Your task is to filter the data below down to the lines holding "role".

● **Stored data entries**:
☆ ☆ ☆
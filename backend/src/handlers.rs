use std::sync::Arc;

use axum::extract::{Path, Query, State};
use axum::http::HeaderMap;
use axum::routing::{get, post};
use axum::{Json, Router};
use chrono::{DateTime, Utc};
use field_geo::LatLng;
use serde::Deserialize;
use serde_json::{json, Value};
use tracing::info;
use uuid::Uuid;

use crate::auth::{AuthEngine, Principal};
use crate::config::TelemetryConfig;
use crate::error::{DomainError, DomainResult};
use crate::groups::{GroupAlertSend, GroupHub, MessageSend, PositionShareUpdate};
use crate::heading::{HeadingCache, HeadingUpdate, SessionSettings};
use crate::proximity::{self, ProximityEngine};
use crate::push::PushOutbox;
use crate::scoring::{self, ForecastRequest};
use crate::state::{PushNotification, PushSubscription, TripStatus, Waypoint};
use crate::store::SharedStore;
use crate::tracker::{LocationUpdate, Tracker};
use crate::trips::{ObservationCreate, TripCreate, TripEnd, TripLogger, TripStart, VisitCreate};

// ─── Shared application state ────────────────────────────────────────────────

#[derive(Clone)]
pub struct AppState {
    pub store: SharedStore,
    pub config: Arc<TelemetryConfig>,
    pub auth: Arc<AuthEngine>,
    pub tracker: Arc<Tracker>,
    pub trips: Arc<TripLogger>,
    pub heading: Arc<HeadingCache>,
    pub groups: Arc<GroupHub>,
    pub proximity: Arc<ProximityEngine>,
    pub outbox: PushOutbox,
}

// ─── Principal resolution ────────────────────────────────────────────────────

fn bearer_token(headers: &HeaderMap) -> Option<&str> {
    headers
        .get("authorization")
        .and_then(|v| v.to_str().ok())
        .and_then(|v| v.strip_prefix("Bearer "))
}

/// Token first; the `X-User-Id` header is the development fallback used by
/// trusted local clients.
fn principal(state: &AppState, headers: &HeaderMap) -> Option<Principal> {
    if let Some(token) = bearer_token(headers) {
        if let Some(principal) = state.auth.resolve_principal(token) {
            return Some(principal);
        }
    }
    headers
        .get("x-user-id")
        .and_then(|v| v.to_str().ok())
        .filter(|v| !v.is_empty())
        .map(|user_id| Principal {
            user_id: user_id.to_string(),
            role: "hunter".to_string(),
        })
}

fn require_principal(state: &AppState, headers: &HeaderMap) -> DomainResult<Principal> {
    principal(state, headers).ok_or(DomainError::PermissionDenied)
}

/// Position recording and status reads accept unauthenticated clients.
fn principal_or_anonymous(state: &AppState, headers: &HeaderMap) -> Principal {
    principal(state, headers).unwrap_or(Principal {
        user_id: "anonymous".to_string(),
        role: "anonymous".to_string(),
    })
}

// ─── Validation ──────────────────────────────────────────────────────────────

fn validate_coords(lat: f64, lng: f64) -> DomainResult<()> {
    if !LatLng::new(lat, lng).is_valid() {
        return Err(DomainError::invalid_request(format!(
            "coordinates out of range: ({lat}, {lng})"
        )));
    }
    Ok(())
}

fn validate_aperture(aperture: f64) -> DomainResult<()> {
    if aperture <= 0.0 || aperture > 180.0 {
        return Err(DomainError::invalid_request(format!(
            "aperture must be in (0, 180]: {aperture}"
        )));
    }
    Ok(())
}

fn validate_range(range_m: f64) -> DomainResult<()> {
    if range_m <= 0.0 || range_m > 10_000.0 {
        return Err(DomainError::invalid_request(format!(
            "range must be in (0, 10000] m: {range_m}"
        )));
    }
    Ok(())
}

fn clamp_limit(limit: Option<usize>, default: usize) -> usize {
    limit.unwrap_or(default).min(1000)
}

// ─── Router ──────────────────────────────────────────────────────────────────

pub fn router(state: AppState) -> Router {
    let geolocation = Router::new()
        .route("/", get(geolocation_info))
        .route("/location", post(record_location))
        .route("/history", get(location_history))
        .route("/session/start", post(session_start))
        .route("/session/:id/end", post(session_end))
        .route("/subscribe", post(subscribe_push).delete(unsubscribe_push))
        .route("/nearby-hotspots", get(nearby_hotspots))
        .route("/check-proximity", post(check_proximity))
        .route("/tracking-status", get(tracking_status))
        .route("/notify", post(send_notification));

    let trips = Router::new()
        .route("/", get(list_trips))
        .route("/create", post(create_trip))
        .route("/start", post(start_trip))
        .route("/end", post(end_trip))
        .route("/active", get(active_trip))
        .route("/observations", post(log_observation).get(list_observations))
        .route("/visits", post(log_visit).get(list_visits))
        .route("/visits/:id/end", post(end_visit))
        .route("/statistics", get(trip_statistics))
        .route("/waypoint-statistics/:id", get(waypoint_statistics));

    let scoring = Router::new()
        .route("/wqs", get(wqs_all))
        .route("/wqs/:id", get(wqs_one))
        .route("/heatmap", get(wqs_heatmap))
        .route("/forecast", post(wqs_forecast));

    let waypoints = Router::new().route("/", post(upsert_waypoint).get(list_waypoints));

    let live_heading = Router::new()
        .route("/stats", get(heading_stats))
        .route("/session", post(heading_create))
        .route("/position", post(heading_position))
        .route("/session/:id", get(heading_get))
        .route("/session/:id/settings", post(heading_settings))
        .route("/session/:id/pause", post(heading_pause))
        .route("/session/:id/resume", post(heading_resume))
        .route("/session/:id/end", post(heading_end))
        .route("/session/:id/alerts/:alert_id/ack", post(heading_ack_alert));

    let tracking = Router::new()
        .route("/group/:group_id/positions", get(group_positions))
        .route("/group/:group_id/position", post(group_position_update))
        .route("/group/:group_id/position/stop", post(group_position_stop));

    let chat = Router::new()
        .route("/alert-types", get(chat_alert_types))
        .route("/:group_id/message/:user_id", post(chat_send_message))
        .route("/:group_id/messages", get(chat_messages))
        .route("/:group_id/alert/:user_id", post(chat_send_alert))
        .route("/:group_id/read/:user_id", post(chat_mark_read))
        .route("/:group_id/unread/:user_id", get(chat_unread));

    Router::new()
        .nest("/geolocation", geolocation)
        .nest("/trips", trips)
        .nest("/waypoint-scoring", scoring)
        .nest("/waypoints", waypoints)
        .nest("/live-heading", live_heading)
        .nest("/tracking", tracking)
        .nest("/chat", chat)
        .with_state(state)
}

// ─── Geolocation handlers ────────────────────────────────────────────────────

async fn geolocation_info(State(state): State<AppState>) -> Json<Value> {
    Json(json!({
        "module": "geolocation",
        "version": env!("CARGO_PKG_VERSION"),
        "proximity": {
            "radius_m": state.config.proximity_radius_m,
            "hotspot_bonus_m": state.config.hotspot_bonus_m,
            "cooldown_min": state.config.alert_cooldown_min,
        },
        "push_enabled": state.config.vapid.is_some(),
    }))
}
☆ ☆ ☆
● **Task output**:
            role: "hunter".to_string(),
        role: "anonymous".to_string(),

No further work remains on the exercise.